**Given records**
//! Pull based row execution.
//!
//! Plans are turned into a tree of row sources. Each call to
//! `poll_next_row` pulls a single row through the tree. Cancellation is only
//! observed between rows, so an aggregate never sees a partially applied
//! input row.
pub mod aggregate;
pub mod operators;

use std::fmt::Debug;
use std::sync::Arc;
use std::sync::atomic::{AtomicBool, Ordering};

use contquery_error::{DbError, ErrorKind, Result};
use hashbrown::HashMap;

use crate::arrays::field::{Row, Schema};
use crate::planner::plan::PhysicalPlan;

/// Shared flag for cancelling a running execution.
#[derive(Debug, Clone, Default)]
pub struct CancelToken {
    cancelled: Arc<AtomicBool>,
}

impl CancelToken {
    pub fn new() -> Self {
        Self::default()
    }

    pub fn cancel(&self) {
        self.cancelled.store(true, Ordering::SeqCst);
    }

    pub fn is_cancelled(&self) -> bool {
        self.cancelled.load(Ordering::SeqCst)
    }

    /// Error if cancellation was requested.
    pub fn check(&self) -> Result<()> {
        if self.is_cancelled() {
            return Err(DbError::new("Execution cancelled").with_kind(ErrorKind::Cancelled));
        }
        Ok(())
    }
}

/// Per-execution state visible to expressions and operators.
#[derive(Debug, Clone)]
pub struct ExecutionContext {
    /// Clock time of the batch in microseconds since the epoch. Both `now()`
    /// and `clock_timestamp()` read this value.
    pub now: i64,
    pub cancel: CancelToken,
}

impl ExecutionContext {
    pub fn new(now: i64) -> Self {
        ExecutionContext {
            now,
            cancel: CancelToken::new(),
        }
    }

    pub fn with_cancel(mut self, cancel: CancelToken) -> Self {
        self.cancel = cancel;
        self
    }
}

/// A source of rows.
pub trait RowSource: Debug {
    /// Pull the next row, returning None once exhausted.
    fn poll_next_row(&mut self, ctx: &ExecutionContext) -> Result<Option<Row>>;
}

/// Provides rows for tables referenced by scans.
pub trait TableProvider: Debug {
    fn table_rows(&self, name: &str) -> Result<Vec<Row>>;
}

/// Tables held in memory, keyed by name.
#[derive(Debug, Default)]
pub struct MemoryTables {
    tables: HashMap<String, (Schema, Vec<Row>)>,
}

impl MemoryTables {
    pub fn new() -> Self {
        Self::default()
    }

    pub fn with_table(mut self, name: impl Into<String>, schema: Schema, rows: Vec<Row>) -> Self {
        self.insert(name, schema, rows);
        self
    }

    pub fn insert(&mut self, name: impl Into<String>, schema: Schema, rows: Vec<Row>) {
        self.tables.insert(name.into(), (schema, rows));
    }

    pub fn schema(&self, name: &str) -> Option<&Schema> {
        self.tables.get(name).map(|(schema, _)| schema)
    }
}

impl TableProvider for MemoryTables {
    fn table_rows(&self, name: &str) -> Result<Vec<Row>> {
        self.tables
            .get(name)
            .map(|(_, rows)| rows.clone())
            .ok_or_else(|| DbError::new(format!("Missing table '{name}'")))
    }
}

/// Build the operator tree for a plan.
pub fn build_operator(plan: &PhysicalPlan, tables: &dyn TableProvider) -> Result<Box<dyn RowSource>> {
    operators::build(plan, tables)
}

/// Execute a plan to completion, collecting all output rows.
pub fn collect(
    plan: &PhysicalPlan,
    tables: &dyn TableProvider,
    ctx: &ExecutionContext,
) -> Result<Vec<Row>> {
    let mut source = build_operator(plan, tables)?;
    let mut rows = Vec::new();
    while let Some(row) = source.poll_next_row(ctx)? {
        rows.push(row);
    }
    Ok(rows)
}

**Brief**
Copy, from the material above, each line in which the string "Ordering" occurs.

**Answer area**
use std::sync::atomic::{AtomicBool, Ordering};
        self.cancelled.store(true, Ordering::SeqCst);
        self.cancelled.load(Ordering::SeqCst)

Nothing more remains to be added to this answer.